(Collected data entries)
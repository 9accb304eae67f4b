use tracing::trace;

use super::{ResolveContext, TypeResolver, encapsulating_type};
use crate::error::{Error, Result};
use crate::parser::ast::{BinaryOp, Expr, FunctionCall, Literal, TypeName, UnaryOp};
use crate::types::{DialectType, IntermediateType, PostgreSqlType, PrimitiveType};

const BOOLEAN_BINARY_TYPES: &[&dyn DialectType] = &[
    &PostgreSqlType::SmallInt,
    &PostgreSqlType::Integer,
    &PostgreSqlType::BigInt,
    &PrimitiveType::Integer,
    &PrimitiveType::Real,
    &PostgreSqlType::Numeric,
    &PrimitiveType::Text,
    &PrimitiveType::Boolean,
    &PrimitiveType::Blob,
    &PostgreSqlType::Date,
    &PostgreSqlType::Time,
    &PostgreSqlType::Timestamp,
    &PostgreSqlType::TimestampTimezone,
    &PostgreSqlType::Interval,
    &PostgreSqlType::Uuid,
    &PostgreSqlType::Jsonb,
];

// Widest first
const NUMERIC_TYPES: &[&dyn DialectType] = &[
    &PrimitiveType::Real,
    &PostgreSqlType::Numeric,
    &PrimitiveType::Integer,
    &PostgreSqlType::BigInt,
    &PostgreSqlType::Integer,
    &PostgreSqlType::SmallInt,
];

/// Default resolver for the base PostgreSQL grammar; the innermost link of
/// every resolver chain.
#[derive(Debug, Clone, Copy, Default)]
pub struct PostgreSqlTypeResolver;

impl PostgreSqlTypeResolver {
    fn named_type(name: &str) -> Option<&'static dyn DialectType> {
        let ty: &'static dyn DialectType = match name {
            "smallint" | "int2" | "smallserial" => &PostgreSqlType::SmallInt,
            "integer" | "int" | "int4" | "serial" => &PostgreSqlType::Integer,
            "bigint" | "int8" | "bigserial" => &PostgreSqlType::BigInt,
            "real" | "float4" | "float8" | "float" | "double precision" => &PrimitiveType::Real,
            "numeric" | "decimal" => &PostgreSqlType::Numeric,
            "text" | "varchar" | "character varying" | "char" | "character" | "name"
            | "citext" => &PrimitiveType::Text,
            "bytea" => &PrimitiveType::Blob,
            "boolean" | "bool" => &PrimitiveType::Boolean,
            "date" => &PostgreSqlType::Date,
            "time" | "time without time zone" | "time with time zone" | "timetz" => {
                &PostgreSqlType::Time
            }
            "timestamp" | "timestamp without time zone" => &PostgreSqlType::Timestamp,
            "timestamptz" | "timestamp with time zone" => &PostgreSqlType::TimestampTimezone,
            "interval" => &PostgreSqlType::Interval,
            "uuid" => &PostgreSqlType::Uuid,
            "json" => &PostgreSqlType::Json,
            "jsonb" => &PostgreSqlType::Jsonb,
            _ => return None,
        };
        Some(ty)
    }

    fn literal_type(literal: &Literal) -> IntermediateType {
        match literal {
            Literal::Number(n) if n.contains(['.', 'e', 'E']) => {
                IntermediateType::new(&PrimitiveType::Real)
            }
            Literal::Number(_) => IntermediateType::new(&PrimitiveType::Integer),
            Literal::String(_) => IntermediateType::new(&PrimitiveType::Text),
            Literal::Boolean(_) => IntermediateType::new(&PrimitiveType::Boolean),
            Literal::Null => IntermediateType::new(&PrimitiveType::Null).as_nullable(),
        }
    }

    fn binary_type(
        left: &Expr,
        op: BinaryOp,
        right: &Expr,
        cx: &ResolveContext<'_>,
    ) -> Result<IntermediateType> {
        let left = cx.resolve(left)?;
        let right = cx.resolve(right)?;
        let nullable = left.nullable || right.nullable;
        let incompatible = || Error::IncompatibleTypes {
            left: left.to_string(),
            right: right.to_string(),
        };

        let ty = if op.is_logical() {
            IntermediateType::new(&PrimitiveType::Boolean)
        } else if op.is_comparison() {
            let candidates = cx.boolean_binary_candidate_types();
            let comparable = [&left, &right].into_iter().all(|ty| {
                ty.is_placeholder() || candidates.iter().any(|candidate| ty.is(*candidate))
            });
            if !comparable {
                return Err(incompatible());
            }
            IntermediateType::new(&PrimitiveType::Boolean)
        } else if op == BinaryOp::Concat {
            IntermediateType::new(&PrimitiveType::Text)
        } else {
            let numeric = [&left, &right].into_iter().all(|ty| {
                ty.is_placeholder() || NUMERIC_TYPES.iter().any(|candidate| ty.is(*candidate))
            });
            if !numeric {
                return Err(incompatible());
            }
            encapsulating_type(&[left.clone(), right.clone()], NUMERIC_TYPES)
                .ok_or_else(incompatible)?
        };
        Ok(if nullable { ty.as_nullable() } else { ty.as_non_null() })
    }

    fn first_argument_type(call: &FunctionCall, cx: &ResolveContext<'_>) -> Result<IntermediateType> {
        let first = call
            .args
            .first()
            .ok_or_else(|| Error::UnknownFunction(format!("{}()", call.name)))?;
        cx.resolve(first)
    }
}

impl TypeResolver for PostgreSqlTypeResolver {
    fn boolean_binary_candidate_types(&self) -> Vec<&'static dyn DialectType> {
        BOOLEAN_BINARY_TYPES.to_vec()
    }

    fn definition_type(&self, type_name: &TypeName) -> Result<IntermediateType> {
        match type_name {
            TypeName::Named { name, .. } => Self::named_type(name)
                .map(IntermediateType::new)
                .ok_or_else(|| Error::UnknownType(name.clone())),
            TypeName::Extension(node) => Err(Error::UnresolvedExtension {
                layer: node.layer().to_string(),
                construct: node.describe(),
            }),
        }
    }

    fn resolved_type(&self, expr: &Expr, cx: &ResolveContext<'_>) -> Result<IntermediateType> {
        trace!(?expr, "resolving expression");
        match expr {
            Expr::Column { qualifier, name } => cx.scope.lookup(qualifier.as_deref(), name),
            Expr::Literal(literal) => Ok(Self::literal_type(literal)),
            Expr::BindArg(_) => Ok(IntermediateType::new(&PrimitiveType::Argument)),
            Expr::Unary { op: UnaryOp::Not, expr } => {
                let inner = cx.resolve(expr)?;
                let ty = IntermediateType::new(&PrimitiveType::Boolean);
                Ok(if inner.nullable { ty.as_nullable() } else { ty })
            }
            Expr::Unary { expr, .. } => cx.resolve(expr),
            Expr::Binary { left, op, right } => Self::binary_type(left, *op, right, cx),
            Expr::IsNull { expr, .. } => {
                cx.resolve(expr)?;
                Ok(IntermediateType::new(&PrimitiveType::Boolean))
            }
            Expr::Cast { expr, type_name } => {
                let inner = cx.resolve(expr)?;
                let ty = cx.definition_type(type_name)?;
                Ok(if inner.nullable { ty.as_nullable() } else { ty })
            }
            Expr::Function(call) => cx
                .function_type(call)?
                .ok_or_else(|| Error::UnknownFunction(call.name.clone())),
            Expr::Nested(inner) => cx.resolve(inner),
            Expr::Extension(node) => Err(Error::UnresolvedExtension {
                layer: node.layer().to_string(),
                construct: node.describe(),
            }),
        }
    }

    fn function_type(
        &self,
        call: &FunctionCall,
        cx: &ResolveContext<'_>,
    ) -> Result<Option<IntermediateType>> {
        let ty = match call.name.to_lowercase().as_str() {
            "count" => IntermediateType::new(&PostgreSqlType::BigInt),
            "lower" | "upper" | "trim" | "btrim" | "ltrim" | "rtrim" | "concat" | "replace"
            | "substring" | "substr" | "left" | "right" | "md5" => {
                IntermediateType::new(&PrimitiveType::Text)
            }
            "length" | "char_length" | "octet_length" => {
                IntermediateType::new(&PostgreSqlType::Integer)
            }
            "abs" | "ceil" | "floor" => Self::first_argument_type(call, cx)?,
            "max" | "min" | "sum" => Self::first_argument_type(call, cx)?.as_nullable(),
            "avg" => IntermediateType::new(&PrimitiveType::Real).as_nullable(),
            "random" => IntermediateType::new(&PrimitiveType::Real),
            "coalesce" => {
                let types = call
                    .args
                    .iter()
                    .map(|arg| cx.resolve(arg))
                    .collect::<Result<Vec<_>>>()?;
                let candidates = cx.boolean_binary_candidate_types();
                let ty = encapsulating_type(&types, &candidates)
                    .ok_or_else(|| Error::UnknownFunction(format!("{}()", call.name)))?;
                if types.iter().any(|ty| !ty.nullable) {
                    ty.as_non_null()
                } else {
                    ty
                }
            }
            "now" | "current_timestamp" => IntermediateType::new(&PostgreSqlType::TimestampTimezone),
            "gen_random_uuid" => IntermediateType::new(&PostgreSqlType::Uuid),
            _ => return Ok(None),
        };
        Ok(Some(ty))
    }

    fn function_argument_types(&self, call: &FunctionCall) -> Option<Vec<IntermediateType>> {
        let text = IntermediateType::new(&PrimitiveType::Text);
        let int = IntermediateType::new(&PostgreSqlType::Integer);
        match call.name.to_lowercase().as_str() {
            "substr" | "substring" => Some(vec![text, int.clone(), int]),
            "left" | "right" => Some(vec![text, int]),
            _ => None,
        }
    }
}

--

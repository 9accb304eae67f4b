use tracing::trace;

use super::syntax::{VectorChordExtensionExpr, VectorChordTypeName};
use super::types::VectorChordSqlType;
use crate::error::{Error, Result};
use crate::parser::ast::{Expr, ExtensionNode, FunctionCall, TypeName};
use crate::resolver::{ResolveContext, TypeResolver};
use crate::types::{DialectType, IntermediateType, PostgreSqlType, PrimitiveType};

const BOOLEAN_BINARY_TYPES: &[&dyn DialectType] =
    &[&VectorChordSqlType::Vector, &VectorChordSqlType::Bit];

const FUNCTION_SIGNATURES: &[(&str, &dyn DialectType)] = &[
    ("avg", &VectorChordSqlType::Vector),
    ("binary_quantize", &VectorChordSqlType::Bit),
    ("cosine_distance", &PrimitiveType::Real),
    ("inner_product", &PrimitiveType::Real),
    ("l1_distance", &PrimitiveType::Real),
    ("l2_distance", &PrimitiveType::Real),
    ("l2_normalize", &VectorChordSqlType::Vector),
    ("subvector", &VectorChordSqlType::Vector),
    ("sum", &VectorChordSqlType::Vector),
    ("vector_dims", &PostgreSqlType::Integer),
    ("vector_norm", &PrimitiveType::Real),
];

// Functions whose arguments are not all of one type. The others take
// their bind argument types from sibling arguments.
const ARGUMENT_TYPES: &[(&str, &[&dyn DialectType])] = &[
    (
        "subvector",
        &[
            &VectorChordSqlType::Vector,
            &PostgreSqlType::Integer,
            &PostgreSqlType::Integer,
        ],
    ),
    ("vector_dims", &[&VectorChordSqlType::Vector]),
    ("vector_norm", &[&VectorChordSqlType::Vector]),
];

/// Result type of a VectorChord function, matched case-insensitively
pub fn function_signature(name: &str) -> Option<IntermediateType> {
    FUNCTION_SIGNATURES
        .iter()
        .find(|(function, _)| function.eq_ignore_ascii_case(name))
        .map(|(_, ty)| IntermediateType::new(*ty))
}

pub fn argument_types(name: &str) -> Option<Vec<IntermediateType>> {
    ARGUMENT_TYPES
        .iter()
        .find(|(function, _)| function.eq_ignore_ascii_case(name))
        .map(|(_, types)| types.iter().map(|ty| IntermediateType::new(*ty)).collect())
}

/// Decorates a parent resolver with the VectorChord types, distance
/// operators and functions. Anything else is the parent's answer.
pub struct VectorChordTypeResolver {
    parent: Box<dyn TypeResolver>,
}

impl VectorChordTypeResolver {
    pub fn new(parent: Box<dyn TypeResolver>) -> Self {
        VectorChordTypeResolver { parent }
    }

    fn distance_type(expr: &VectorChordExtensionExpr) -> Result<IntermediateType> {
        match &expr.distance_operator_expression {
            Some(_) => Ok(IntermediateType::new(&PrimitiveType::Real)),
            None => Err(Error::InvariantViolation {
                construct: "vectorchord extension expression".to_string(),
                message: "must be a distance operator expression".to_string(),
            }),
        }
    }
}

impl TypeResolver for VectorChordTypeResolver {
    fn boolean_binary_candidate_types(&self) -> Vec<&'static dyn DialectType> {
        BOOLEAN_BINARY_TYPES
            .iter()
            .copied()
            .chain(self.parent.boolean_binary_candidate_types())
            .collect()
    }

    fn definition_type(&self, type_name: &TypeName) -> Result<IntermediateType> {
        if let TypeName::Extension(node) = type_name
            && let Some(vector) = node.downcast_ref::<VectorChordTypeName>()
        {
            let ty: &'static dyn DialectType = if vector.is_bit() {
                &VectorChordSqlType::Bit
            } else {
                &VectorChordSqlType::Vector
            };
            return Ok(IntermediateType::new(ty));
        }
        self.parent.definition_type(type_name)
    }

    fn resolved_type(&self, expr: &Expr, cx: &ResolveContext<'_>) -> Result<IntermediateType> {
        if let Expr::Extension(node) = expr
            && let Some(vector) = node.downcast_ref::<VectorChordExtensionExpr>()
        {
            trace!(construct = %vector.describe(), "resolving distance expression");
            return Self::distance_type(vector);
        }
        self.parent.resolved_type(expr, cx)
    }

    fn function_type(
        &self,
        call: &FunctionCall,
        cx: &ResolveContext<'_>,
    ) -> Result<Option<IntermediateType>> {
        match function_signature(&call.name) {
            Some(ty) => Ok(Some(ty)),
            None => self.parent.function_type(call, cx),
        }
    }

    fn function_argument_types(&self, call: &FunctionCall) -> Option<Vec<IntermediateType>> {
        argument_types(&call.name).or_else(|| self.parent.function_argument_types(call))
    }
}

TASK DESCRIPTION
Search the data above for the string "substr". Report every line where it is found.

SOLUTION BELOW
            | "substring" | "substr" | "left" | "right" | "md5" => {
            "substr" | "substring" => Some(vec![text, int.clone(), int]),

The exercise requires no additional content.